Новую книгу Михаила Леоновича Гаспарова «Ваш М. Г.» даже в наше ко всему приучившее время иначе как удивительной не назовешь. Хотя на первый взгляд есть уже целый ряд подобных ей: вслед за солидным томом писем Лотмана, изданным «Языками славянских культур» и недавно переизданным, не менее увесистым собранием переписки того же Юрия Михайловича с Борисом Андреевичем Успенским, выпущенным НЛО, письма первых лиц нашей великой филологии шестидесятых — восьмидесятых уже стали, похоже, неотъемлемой частью интеллектуального чтения. Но у Гаспарова и здесь все по-другому: может быть, сказался специфический отбор адресатов, а может быть…
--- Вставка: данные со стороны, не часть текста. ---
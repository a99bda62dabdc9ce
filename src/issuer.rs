//! Certificate authorities
//!
//! Two ways to obtain a certificate for a custom domain:
//! - [`AcmeAuthority`] talks ACME directly and answers HTTP-01 challenges from memory
//! - [`CommandAuthority`] shells out to certbot with a webroot and reads the PEMs it leaves behind
//!
//! The ACME account key lives unencrypted in the cache directory. Keep that
//! directory readable by the service user only.

use crate::config::{AcmeConfig, Config, IssuerKind};
use async_trait::async_trait;
use instant_acme::{
    Account, AccountCredentials, AuthorizationStatus, ChallengeType, Identifier, LetsEncrypt,
    NewAccount, NewOrder, OrderStatus, RevocationRequest,
};
use rcgen::{CertificateParams, DistinguishedName, DnType, KeyPair, PKCS_ECDSA_P256_SHA256};
use rustls::pki_types::CertificateDer;
use std::collections::HashMap;
use std::io::BufReader;
use std::path::PathBuf;
use std::sync::Arc;
use std::time::Duration;
use tokio::sync::{OnceCell, RwLock};
use tracing::{debug, info, warn};

const POLL_INTERVAL: Duration = Duration::from_secs(2);
const MAX_POLL_ATTEMPTS: u32 = 30;

/// Freshly issued key and certificate chain, both PEM encoded
#[derive(Debug, Clone, PartialEq, Eq)]
pub struct IssuedCertificate {
    pub private_key_pem: String,
    pub certificate_pem: String,
}

/// Something that can issue and revoke certificates for a single domain
#[async_trait]
pub trait CertificateAuthority: Send + Sync {
    async fn issue(&self, domain: &str) -> anyhow::Result<IssuedCertificate>;

    /// Revoke a certificate previously issued for `domain`
    async fn revoke(&self, domain: &str, certificate_pem: &str) -> anyhow::Result<()>;
}

/// Pending ACME challenges for HTTP-01 validation
#[derive(Clone, Default)]
pub struct Http01Challenges {
    inner: Arc<RwLock<HashMap<String, String>>>,
}

impl Http01Challenges {
    pub fn new() -> Self {
        Self::default()
    }

    pub async fn set(&self, token: String, key_authorization: String) {
        self.inner.write().await.insert(token, key_authorization);
    }

    pub async fn get(&self, token: &str) -> Option<String> {
        self.inner.read().await.get(token).cloned()
    }

    pub async fn remove(&self, token: &str) {
        self.inner.write().await.remove(token);
    }
}
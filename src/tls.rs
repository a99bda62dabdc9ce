//! Handshake-time certificate selection
//!
//! Every TLS connection starts with a lazy accept: read the ClientHello, look
//! the requested server name up in the certificate store, then finish the
//! handshake with a config built from that record. No record means no
//! handshake. Issuance never happens here.

use crate::certs::{CertError, CertificateStore};
use rustls::pki_types::{CertificateDer, PrivateKeyDer};
use rustls::server::Acceptor;
use rustls::ServerConfig;
use std::io::BufReader;
use std::sync::Arc;
use tokio::io::{AsyncRead, AsyncWrite};
use tokio_rustls::server::TlsStream;
use tokio_rustls::LazyConfigAcceptor;
use tracing::{debug, warn};

/// Picks the server config for each handshake from the certificate store
#[derive(Clone)]
pub struct SniSelector {
    store: CertificateStore,
    fallback_name: Option<String>,
}

impl SniSelector {
    pub fn new(store: CertificateStore) -> Self {
        Self {
            store,
            fallback_name: None,
        }
    }

    /// Name to use for clients that send no SNI (typically the primary host)
    pub fn with_fallback_name(mut self, name: impl Into<String>) -> Self {
        self.fallback_name = Some(name.into());
        self
    }

    /// Build the secure context for `server_name`, failing when nothing is stored for it
    pub async fn select_context(&self, server_name: Option<&str>) -> Result<Arc<ServerConfig>, CertError> {
        let name = match server_name.or(self.fallback_name.as_deref()) {
            Some(name) => name.trim_end_matches('.').to_ascii_lowercase(),
            None => return Err(CertError::NoCertificateForDomain(String::new())),
        };

        let record = self
            .store
            .get(&name)
            .await?
            .ok_or_else(|| CertError::NoCertificateForDomain(name.clone()))?;

        server_config_from_pem(&name, &record.certificate, &record.private_key)
    }

    /// Run the handshake on `stream` with the certificate for its SNI name
    pub async fn accept<IO>(&self, stream: IO) -> anyhow::Result<TlsStream<IO>>
    where
        IO: AsyncRead + AsyncWrite + Unpin,
    {
        let start = LazyConfigAcceptor::new(Acceptor::default(), stream)
            .await
            .map_err(|e| anyhow::anyhow!("Failed to read ClientHello: {}", e))?;

        let server_name = start.client_hello().server_name().map(str::to_string);
        let config = match self.select_context(server_name.as_deref()).await {
            Ok(config) => config,
            Err(e) => {
                debug!(server_name = ?server_name, error = %e, "Refusing TLS handshake");
                return Err(e.into());
            }
        };

        let stream = start
            .into_stream(config)
            .await
            .map_err(|e| anyhow::anyhow!("TLS handshake failed: {}", e))?;
        Ok(stream)
    }
}

/// Build a rustls server config from a PEM certificate chain and private key
pub fn server_config_from_pem(
    domain: &str,
    certificate_pem: &str,
    private_key_pem: &str,
) -> Result<Arc<ServerConfig>, CertError> {
    let invalid = |reason: String| CertError::InvalidMaterial {
        domain: domain.to_string(),
        reason,
    };

    let certs = parse_certs(certificate_pem).map_err(invalid)?;
    let key = parse_key(private_key_pem).map_err(invalid)?;

    let mut config = ServerConfig::builder_with_provider(Arc::new(rustls::crypto::ring::default_provider()))
        .with_safe_default_protocol_versions()
        .map_err(|e| invalid(e.to_string()))?
        .with_no_client_auth()
        .with_single_cert(certs, key)
        .map_err(|e| {
            warn!(domain, error = %e, "Stored certificate does not match its key");
            invalid(e.to_string())
        })?;
    config.alpn_protocols = vec![b"h2".to_vec(), b"http/1.1".to_vec()];

    Ok(Arc::new(config))
}

fn parse_certs(pem: &str) -> Result<Vec<CertificateDer<'static>>, String> {
    let certs = rustls_pemfile::certs(&mut BufReader::new(pem.as_bytes()))
        .collect::<Result<Vec<_>, _>>()
        .map_err(|e| format!("failed to parse certificates: {}", e))?;

    if certs.is_empty() {
        return Err("no certificates found".to_string());
    }
    Ok(certs)
}

fn parse_key(pem: &str) -> Result<PrivateKeyDer<'static>, String> {
    let mut reader = BufReader::new(pem.as_bytes());

    loop {
        match rustls_pemfile::read_one(&mut reader).map_err(|e| format!("failed to parse key: {}", e))? {
            Some(rustls_pemfile::Item::Pkcs1Key(key)) => return Ok(key.into()),
            Some(rustls_pemfile::Item::Pkcs8Key(key)) => return Ok(key.into()),
            Some(rustls_pemfile::Item::Sec1Key(key)) => return Ok(key.into()),
            None => break,
            _ => continue,
        }
    }

    Err("no private key found".to_string())
}
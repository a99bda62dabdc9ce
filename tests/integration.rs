//! Integration tests for Tenantgate
//!
//! Each test binds the proxy on an ephemeral port, speaks raw HTTP/1.1 to it
//! and routes to an in-process echo backend on 127.0.0.1. The echo backend is
//! reached through the `http://{username}:{port}` template with the username
//! `127.0.0.1`.

use async_trait::async_trait;
use hyper::body::Incoming;
use hyper::server::conn::http1;
use hyper::service::service_fn;
use hyper::{Request, Response};
use hyper_util::rt::TokioIo;
use rcgen::{BasicConstraints, CertificateParams, IsCa, KeyPair};
use rustls::pki_types::ServerName;
use rustls::{ClientConfig, RootCertStore};
use std::convert::Infallible;
use std::net::SocketAddr;
use std::sync::atomic::{AtomicUsize, Ordering};
use std::sync::Arc;
use tenantgate::api::RegistrationApi;
use tenantgate::certs::CertificateStore;
use tenantgate::config::RoutingConfig;
use tenantgate::db::Database;
use tenantgate::error::full_body;
use tenantgate::forward::{ForwardConfig, Forwarder};
use tenantgate::identity::{encode_username, Authorizer, IdentityError, ResolvedIdentity};
use tenantgate::issuer::{CertificateAuthority, Http01Challenges, IssuedCertificate};
use tenantgate::lifecycle::CertificateManager;
use tenantgate::proxy::{ProxyServer, ProxyState};
use tenantgate::registry::DomainRegistry;
use tenantgate::routing::Router;
use tenantgate::tls::SniSelector;
use tokio::io::{AsyncRead, AsyncReadExt, AsyncWrite, AsyncWriteExt};
use tokio::net::{TcpListener, TcpStream};
use tokio::sync::watch;
use tokio_rustls::TlsConnector;

const PRIMARY_HOST: &str = "public.localhost";

/// Accepts `token good` as the loopback account
struct StaticAuthorizer;

#[async_trait]
impl Authorizer for StaticAuthorizer {
    async fn verify_credential(&self, authorization: &str) -> Result<ResolvedIdentity, IdentityError> {
        if authorization == "token good" {
            Ok(ResolvedIdentity {
                email: "127.0.0.1".to_string(),
            })
        } else {
            Err(IdentityError::AuthenticationFailed("rejected".to_string()))
        }
    }
}

/// Self-signed issuance that counts its calls
#[derive(Default)]
struct CountingAuthority {
    issued: AtomicUsize,
    revoked: AtomicUsize,
}

#[async_trait]
impl CertificateAuthority for CountingAuthority {
    async fn issue(&self, domain: &str) -> anyhow::Result<IssuedCertificate> {
        self.issued.fetch_add(1, Ordering::SeqCst);
        let rcgen::CertifiedKey { cert, key_pair } = rcgen::generate_simple_self_signed(vec![domain.to_string()])?;
        Ok(IssuedCertificate {
            private_key_pem: key_pair.serialize_pem(),
            certificate_pem: cert.pem(),
        })
    }

    async fn revoke(&self, _domain: &str, _certificate_pem: &str) -> anyhow::Result<()> {
        self.revoked.fetch_add(1, Ordering::SeqCst);
        Ok(())
    }
}

/// Backend that answers with what it received
async fn spawn_echo_backend() -> SocketAddr {
    let listener = TcpListener::bind("127.0.0.1:0").await.unwrap();
    let addr = listener.local_addr().unwrap();

    tokio::spawn(async move {
        while let Ok((stream, _)) = listener.accept().await {
            tokio::spawn(async move {
                let service = service_fn(|req: Request<Incoming>| async move {
                    let forwarded_host = req
                        .headers()
                        .get("x-forwarded-host")
                        .and_then(|v| v.to_str().ok())
                        .unwrap_or_default()
                        .to_string();
                    let body = format!("echo {} {} forwarded={}", req.method(), req.uri(), forwarded_host);
                    Ok::<_, Infallible>(
                        Response::builder()
                            .header("content-type", "text/plain")
                            .header("x-internal", "1")
                            .body(full_body(body))
                            .unwrap(),
                    )
                });
                let _ = http1::Builder::new()
                    .serve_connection(TokioIo::new(stream), service)
                    .await;
            });
        }
    });

    addr
}

struct TestGate {
    http_addr: SocketAddr,
    store: CertificateStore,
    registry: DomainRegistry,
    authority: Arc<CountingAuthority>,
    state: Arc<ProxyState>,
    shutdown_tx: watch::Sender<bool>,
}

impl TestGate {
    async fn start() -> Self {
        let backend = spawn_echo_backend().await;
        Self::start_with_backend_port(backend.port()).await
    }

    async fn start_with_backend_port(backend_port: u16) -> Self {
        let db = Database::open_in_memory().unwrap();
        let registry = DomainRegistry::new(db.clone());
        let store = CertificateStore::new(db);
        let authority = Arc::new(CountingAuthority::default());
        let certificates = Arc::new(CertificateManager::new(
            store.clone(),
            authority.clone(),
            PRIMARY_HOST,
            30,
        ));

        let routing = RoutingConfig {
            primary_host: PRIMARY_HOST.to_string(),
            backend_prefix: "http://".to_string(),
            backend_suffix: String::new(),
            backend_port,
        };

        let state = Arc::new(ProxyState {
            router: Router::new(routing, registry.clone()),
            api: RegistrationApi::new(registry.clone(), certificates, Arc::new(StaticAuthorizer)),
            forwarder: Forwarder::new(ForwardConfig::default()),
            challenges: Http01Challenges::new(),
            webroot: None,
        });

        let (shutdown_tx, shutdown_rx) = watch::channel(false);
        let listener = TcpListener::bind("127.0.0.1:0").await.unwrap();
        let http_addr = listener.local_addr().unwrap();
        let server = ProxyServer::new(http_addr, Arc::clone(&state), shutdown_rx);
        tokio::spawn(server.serve(listener));

        Self {
            http_addr,
            store,
            registry,
            authority,
            state,
            shutdown_tx,
        }
    }

    async fn start_tls(&self, selector: SniSelector) -> SocketAddr {
        let listener = TcpListener::bind("127.0.0.1:0").await.unwrap();
        let addr = listener.local_addr().unwrap();
        let server =
            ProxyServer::new(addr, Arc::clone(&self.state), self.shutdown_tx.subscribe()).with_tls(selector);
        assert!(server.tls_enabled());
        tokio::spawn(server.serve(listener));
        addr
    }

    async fn request(&self, method: &str, host: &str, path: &str, extra: &[(&str, &str)], body: &str) -> (u16, String) {
        let stream = TcpStream::connect(self.http_addr).await.unwrap();
        send_raw(stream, method, host, path, extra, body).await
    }
}

impl Drop for TestGate {
    fn drop(&mut self) {
        let _ = self.shutdown_tx.send(true);
    }
}

/// Send one HTTP/1.1 request and return (status, full response text)
async fn send_raw<S>(
    mut stream: S,
    method: &str,
    host: &str,
    path: &str,
    extra: &[(&str, &str)],
    body: &str,
) -> (u16, String)
where
    S: AsyncRead + AsyncWrite + Unpin,
{
    let mut request = format!(
        "{} {} HTTP/1.1\r\nHost: {}\r\nConnection: close\r\nContent-Length: {}\r\n",
        method,
        path,
        host,
        body.len()
    );
    for (name, value) in extra {
        request.push_str(&format!("{}: {}\r\n", name, value));
    }
    request.push_str("\r\n");
    request.push_str(body);

    stream.write_all(request.as_bytes()).await.unwrap();
    stream.flush().await.unwrap();

    let mut response = Vec::new();
    let _ = stream.read_to_end(&mut response).await;
    let response = String::from_utf8_lossy(&response).to_string();

    let status = response
        .split_whitespace()
        .nth(1)
        .and_then(|s| s.parse().ok())
        .unwrap_or(0);
    (status, response)
}

#[tokio::test]
async fn test_primary_host_root_is_health() {
    let gate = TestGate::start().await;
    let (status, response) = gate.request("GET", PRIMARY_HOST, "/", &[], "").await;
    assert_eq!(status, 200);
    assert!(response.contains(r#"{"status":"ok"}"#));
    assert!(response.to_lowercase().contains("x-request-id:"));
}

#[tokio::test]
async fn test_direct_mode_proxies_to_user_backend() {
    let gate = TestGate::start().await;
    let path = format!("/{}/api/tok123?x=1", encode_username("127.0.0.1"));

    let (status, response) = gate.request("GET", PRIMARY_HOST, &path, &[], "").await;
    assert_eq!(status, 200);
    assert!(response.contains("echo GET /api/tok123?x=1 forwarded=public.localhost"));
    assert!(response.to_lowercase().contains("content-type: text/plain"));
    assert!(!response.to_lowercase().contains("x-internal"));
}

#[tokio::test]
async fn test_direct_mode_rejects_bad_input() {
    let gate = TestGate::start().await;

    let (status, _) = gate.request("GET", PRIMARY_HOST, "/!!!", &[], "").await;
    assert_eq!(status, 400);

    let path = format!("/{}/api", encode_username("127.0.0.1"));
    let (status, _) = gate.request("PUT", PRIMARY_HOST, &path, &[], "").await;
    assert_eq!(status, 405);
}

#[tokio::test]
async fn test_unreachable_backend_is_proxy_client_error() {
    let listener = TcpListener::bind("127.0.0.1:0").await.unwrap();
    let dead_port = listener.local_addr().unwrap().port();
    drop(listener);

    let gate = TestGate::start_with_backend_port(dead_port).await;
    let (status, response) = gate
        .request("GET", PRIMARY_HOST, &format!("/{}", encode_username("127.0.0.1")), &[], "")
        .await;
    assert_eq!(status, 424);
    assert!(response.to_lowercase().contains("x-proxy-error: backend_unreachable"));
    assert!(response.contains("BACKEND_UNREACHABLE"));
}

#[tokio::test]
async fn test_unregistered_domain_is_not_found() {
    let gate = TestGate::start().await;
    let (status, response) = gate.request("GET", "unregistered.example.com", "/", &[], "").await;
    assert_eq!(status, 404);
    assert!(response.contains("DOMAIN_NOT_FOUND"));
}

#[tokio::test]
async fn test_registration_routes_domain_and_issues_certificate() {
    let gate = TestGate::start().await;
    let auth = [("Authorization", "token good"), ("Content-Type", "application/json")];

    let (status, response) = gate
        .request(
            "POST",
            PRIMARY_HOST,
            "/proxy",
            &auth,
            r#"{"domain":"App.Example.com","token":"tok","endPointType":"lab"}"#,
        )
        .await;
    assert_eq!(status, 200, "{}", response);
    assert!(response.contains(r#""certificateIssued":true"#));
    assert!(gate.store.exists("app.example.com").await.unwrap());
    assert_eq!(gate.authority.issued.load(Ordering::SeqCst), 1);

    // Stored endpoint type and token fill in the path
    let (status, response) = gate.request("GET", "app.example.com", "/", &[], "").await;
    assert_eq!(status, 200);
    assert!(response.contains("echo GET /lab/tok/ forwarded=app.example.com"));

    let (status, response) = gate.request("GET", PRIMARY_HOST, "/runner", &auth, "").await;
    assert_eq!(status, 200);
    assert!(response.contains("app.example.com"));

    let (status, response) = gate
        .request("DELETE", PRIMARY_HOST, "/proxy", &auth, r#"{"domain":"app.example.com","token":"tok","endpointType":"lab"}"#)
        .await;
    assert_eq!(status, 200, "{}", response);
    assert!(response.contains(r#""deleted":1"#));
    assert!(!gate.store.exists("app.example.com").await.unwrap());
    assert_eq!(gate.authority.revoked.load(Ordering::SeqCst), 1);
    assert!(gate.registry.list_bindings("127.0.0.1").await.unwrap().is_empty());

    let (status, _) = gate.request("GET", "app.example.com", "/", &[], "").await;
    assert_eq!(status, 404);
}

#[tokio::test]
async fn test_registration_requires_credentials() {
    let gate = TestGate::start().await;

    let (status, _) = gate.request("GET", PRIMARY_HOST, "/proxy", &[], "").await;
    assert_eq!(status, 401);

    let (status, _) = gate
        .request("GET", PRIMARY_HOST, "/proxy", &[("Authorization", "token bad")], "")
        .await;
    assert_eq!(status, 401);
}

#[tokio::test]
async fn test_runner_route_requires_credentials() {
    let gate = TestGate::start().await;
    let path = format!("/runner/{}/api/tok", encode_username("127.0.0.1"));

    let (status, _) = gate.request("POST", PRIMARY_HOST, &path, &[], "").await;
    assert_eq!(status, 401);

    let (status, response) = gate
        .request("POST", PRIMARY_HOST, &path, &[("Authorization", "token good")], "hi")
        .await;
    assert_eq!(status, 200);
    assert!(response.contains("echo POST /api/tok/"));

    let (status, _) = gate
        .request("GET", PRIMARY_HOST, "/runner/a/b", &[("Authorization", "token good")], "")
        .await;
    assert_eq!(status, 404);
}

#[tokio::test]
async fn test_acme_challenge_is_served() {
    let gate = TestGate::start().await;
    gate.state
        .challenges
        .set("tok-1".to_string(), "tok-1.thumbprint".to_string())
        .await;

    let (status, response) = gate
        .request("GET", "app.example.com", "/.well-known/acme-challenge/tok-1", &[], "")
        .await;
    assert_eq!(status, 200);
    assert!(response.ends_with("tok-1.thumbprint"));
}

#[tokio::test]
async fn test_https_listener_selects_certificate_by_sni() {
    let gate = TestGate::start().await;

    let ca_key = KeyPair::generate().unwrap();
    let mut ca_params = CertificateParams::new(Vec::<String>::new()).unwrap();
    ca_params.is_ca = IsCa::Ca(BasicConstraints::Unconstrained);
    let ca = ca_params.self_signed(&ca_key).unwrap();

    let leaf_key = KeyPair::generate().unwrap();
    let leaf = CertificateParams::new(vec!["secure.example.com".to_string()])
        .unwrap()
        .signed_by(&leaf_key, &ca, &ca_key)
        .unwrap();
    gate.store
        .put("secure.example.com", &leaf_key.serialize_pem(), &leaf.pem())
        .await
        .unwrap();

    let addr = gate.start_tls(SniSelector::new(gate.store.clone())).await;

    let mut roots = RootCertStore::empty();
    roots.add(ca.der().clone()).unwrap();
    let client_config = ClientConfig::builder_with_provider(Arc::new(rustls::crypto::ring::default_provider()))
        .with_safe_default_protocol_versions()
        .unwrap()
        .with_root_certificates(roots)
        .with_no_client_auth();
    let connector = TlsConnector::from(Arc::new(client_config));

    let tcp = TcpStream::connect(addr).await.unwrap();
    let tls = connector
        .connect(ServerName::try_from("secure.example.com").unwrap(), tcp)
        .await
        .unwrap();
    let (status, response) = send_raw(tls, "GET", PRIMARY_HOST, "/", &[], "").await;
    assert_eq!(status, 200);
    assert!(response.contains(r#"{"status":"ok"}"#));

    // No certificate stored for this name, so the handshake is refused
    let tcp = TcpStream::connect(addr).await.unwrap();
    let refused = connector
        .connect(ServerName::try_from("other.example.com").unwrap(), tcp)
        .await;
    assert!(refused.is_err());
}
Сказать, что эта четырехсотстраничная книга проглатывается «на одном дыхании», было бы неправдой: о слишком сложных материях идет здесь речь. Хотя сравнение с эпистолярным романом (разумеется, не в традиционном смысле, несмотря на то что все адресаты — женщины) сразу же напрашивается: недаром самой упоминаемой в ссылках после писем книгой являются «Записи и выписки» того же Гаспарова, получившие признание именно как художественное произведение.
Комментаторы отсылают к «Записям...» вовсе не случайно: именно там, как они справедливо полагают, читатель найдет разъяснения многих мыслей автора и ситуаций, в которых эти мысли рождались.
Кстати, коль скоро речь зашла о комментариях, необходимо сразу же отметить их точность и завидный профессионализм комментаторов. Что, в общем-то, и неудивительно: ведь это блестящие ученые разных возрастов и специальностей: это адресаты писем Нина Владимировна Брагинская, Наталия Сергеевна Автономова и члены редколлегии книги, взявшие на себя труд объяснить темные места в письмах к ушедшей еще до Гаспарова Ирине Юрьевне Подгаецкой.
Объяснять, кто это такие, думаю, нет никакой необходимости: если читатель взял в руки книгу Гаспарова, он, безусловно, знает его соавторов и, как теперь стало ясно, близких и настоящих друзей.